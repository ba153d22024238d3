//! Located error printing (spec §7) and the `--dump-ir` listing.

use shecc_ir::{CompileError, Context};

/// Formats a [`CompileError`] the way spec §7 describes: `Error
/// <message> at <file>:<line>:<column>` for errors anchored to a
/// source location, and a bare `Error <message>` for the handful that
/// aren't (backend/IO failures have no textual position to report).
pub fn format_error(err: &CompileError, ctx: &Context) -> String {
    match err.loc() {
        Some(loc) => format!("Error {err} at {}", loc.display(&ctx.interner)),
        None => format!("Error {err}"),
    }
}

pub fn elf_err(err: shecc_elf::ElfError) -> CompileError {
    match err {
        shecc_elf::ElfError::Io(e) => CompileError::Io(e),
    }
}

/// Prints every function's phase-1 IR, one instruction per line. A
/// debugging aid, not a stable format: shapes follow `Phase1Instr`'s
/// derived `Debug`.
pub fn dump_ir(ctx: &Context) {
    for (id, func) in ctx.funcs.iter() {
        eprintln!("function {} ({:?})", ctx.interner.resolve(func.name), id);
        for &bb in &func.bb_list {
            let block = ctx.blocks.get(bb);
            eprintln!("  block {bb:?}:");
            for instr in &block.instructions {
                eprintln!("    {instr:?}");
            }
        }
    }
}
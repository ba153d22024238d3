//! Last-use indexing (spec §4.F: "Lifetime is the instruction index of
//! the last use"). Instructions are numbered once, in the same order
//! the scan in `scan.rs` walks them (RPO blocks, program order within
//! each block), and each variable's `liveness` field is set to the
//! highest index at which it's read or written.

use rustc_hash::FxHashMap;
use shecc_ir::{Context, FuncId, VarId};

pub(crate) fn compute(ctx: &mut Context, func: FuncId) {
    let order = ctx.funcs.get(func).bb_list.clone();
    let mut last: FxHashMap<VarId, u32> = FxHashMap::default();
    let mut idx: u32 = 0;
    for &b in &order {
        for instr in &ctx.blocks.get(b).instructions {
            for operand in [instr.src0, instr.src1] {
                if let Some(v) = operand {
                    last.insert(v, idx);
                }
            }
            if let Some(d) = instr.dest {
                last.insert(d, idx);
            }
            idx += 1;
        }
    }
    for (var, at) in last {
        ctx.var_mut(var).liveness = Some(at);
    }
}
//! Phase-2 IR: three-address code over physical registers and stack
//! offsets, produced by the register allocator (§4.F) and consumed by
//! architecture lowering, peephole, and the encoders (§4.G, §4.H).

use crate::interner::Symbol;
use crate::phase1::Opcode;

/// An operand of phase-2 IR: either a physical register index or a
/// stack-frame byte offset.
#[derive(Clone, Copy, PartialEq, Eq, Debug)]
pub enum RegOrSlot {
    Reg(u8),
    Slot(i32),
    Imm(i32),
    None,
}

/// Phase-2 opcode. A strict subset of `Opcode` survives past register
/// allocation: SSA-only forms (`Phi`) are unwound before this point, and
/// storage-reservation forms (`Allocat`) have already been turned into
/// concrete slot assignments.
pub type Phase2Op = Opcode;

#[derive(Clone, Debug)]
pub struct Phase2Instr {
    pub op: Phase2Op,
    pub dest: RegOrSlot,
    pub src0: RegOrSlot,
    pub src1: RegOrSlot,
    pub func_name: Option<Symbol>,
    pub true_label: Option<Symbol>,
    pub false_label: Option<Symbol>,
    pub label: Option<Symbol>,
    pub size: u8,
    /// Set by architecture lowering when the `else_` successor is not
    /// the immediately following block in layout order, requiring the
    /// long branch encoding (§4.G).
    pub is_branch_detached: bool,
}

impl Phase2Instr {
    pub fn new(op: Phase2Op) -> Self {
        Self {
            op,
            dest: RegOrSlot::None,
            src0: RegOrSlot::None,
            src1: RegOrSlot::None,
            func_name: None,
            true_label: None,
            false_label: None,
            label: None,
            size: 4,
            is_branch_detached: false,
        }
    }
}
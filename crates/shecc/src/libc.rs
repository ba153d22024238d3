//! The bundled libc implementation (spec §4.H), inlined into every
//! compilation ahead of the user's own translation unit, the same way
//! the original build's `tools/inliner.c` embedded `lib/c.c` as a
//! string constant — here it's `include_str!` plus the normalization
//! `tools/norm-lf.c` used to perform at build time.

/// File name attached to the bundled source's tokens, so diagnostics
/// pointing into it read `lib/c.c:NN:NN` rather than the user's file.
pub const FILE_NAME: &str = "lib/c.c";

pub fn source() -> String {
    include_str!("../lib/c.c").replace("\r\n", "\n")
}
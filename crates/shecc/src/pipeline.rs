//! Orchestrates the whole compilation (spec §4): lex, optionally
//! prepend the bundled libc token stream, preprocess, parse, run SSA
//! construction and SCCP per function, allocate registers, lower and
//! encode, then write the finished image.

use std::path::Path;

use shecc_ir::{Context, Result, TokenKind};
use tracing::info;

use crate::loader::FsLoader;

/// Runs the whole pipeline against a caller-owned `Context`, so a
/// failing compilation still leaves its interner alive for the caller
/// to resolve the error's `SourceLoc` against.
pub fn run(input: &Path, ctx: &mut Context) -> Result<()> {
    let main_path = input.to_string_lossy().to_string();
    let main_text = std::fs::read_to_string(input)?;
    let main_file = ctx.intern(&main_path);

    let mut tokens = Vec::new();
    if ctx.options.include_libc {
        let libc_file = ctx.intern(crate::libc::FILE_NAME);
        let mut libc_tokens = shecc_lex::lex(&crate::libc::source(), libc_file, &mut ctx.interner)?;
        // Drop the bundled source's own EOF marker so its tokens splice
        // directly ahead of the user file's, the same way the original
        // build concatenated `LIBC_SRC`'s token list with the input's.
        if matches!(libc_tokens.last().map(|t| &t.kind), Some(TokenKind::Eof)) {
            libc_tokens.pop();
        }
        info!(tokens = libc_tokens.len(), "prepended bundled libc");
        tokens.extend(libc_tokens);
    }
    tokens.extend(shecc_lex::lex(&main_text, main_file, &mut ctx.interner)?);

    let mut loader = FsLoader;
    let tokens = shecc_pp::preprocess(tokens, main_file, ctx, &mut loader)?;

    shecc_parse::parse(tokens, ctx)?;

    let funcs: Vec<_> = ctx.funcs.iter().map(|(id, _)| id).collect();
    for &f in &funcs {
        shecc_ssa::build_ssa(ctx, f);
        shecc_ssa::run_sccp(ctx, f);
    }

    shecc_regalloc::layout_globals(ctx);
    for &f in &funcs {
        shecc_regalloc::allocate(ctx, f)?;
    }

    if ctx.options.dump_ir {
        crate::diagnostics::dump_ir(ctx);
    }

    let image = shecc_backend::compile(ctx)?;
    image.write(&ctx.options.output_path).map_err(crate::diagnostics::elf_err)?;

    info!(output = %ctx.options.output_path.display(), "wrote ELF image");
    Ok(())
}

....

* Exercise
Each line of the entries that contains "VarId" counts once; state the total as a bare number.

* Task answer
2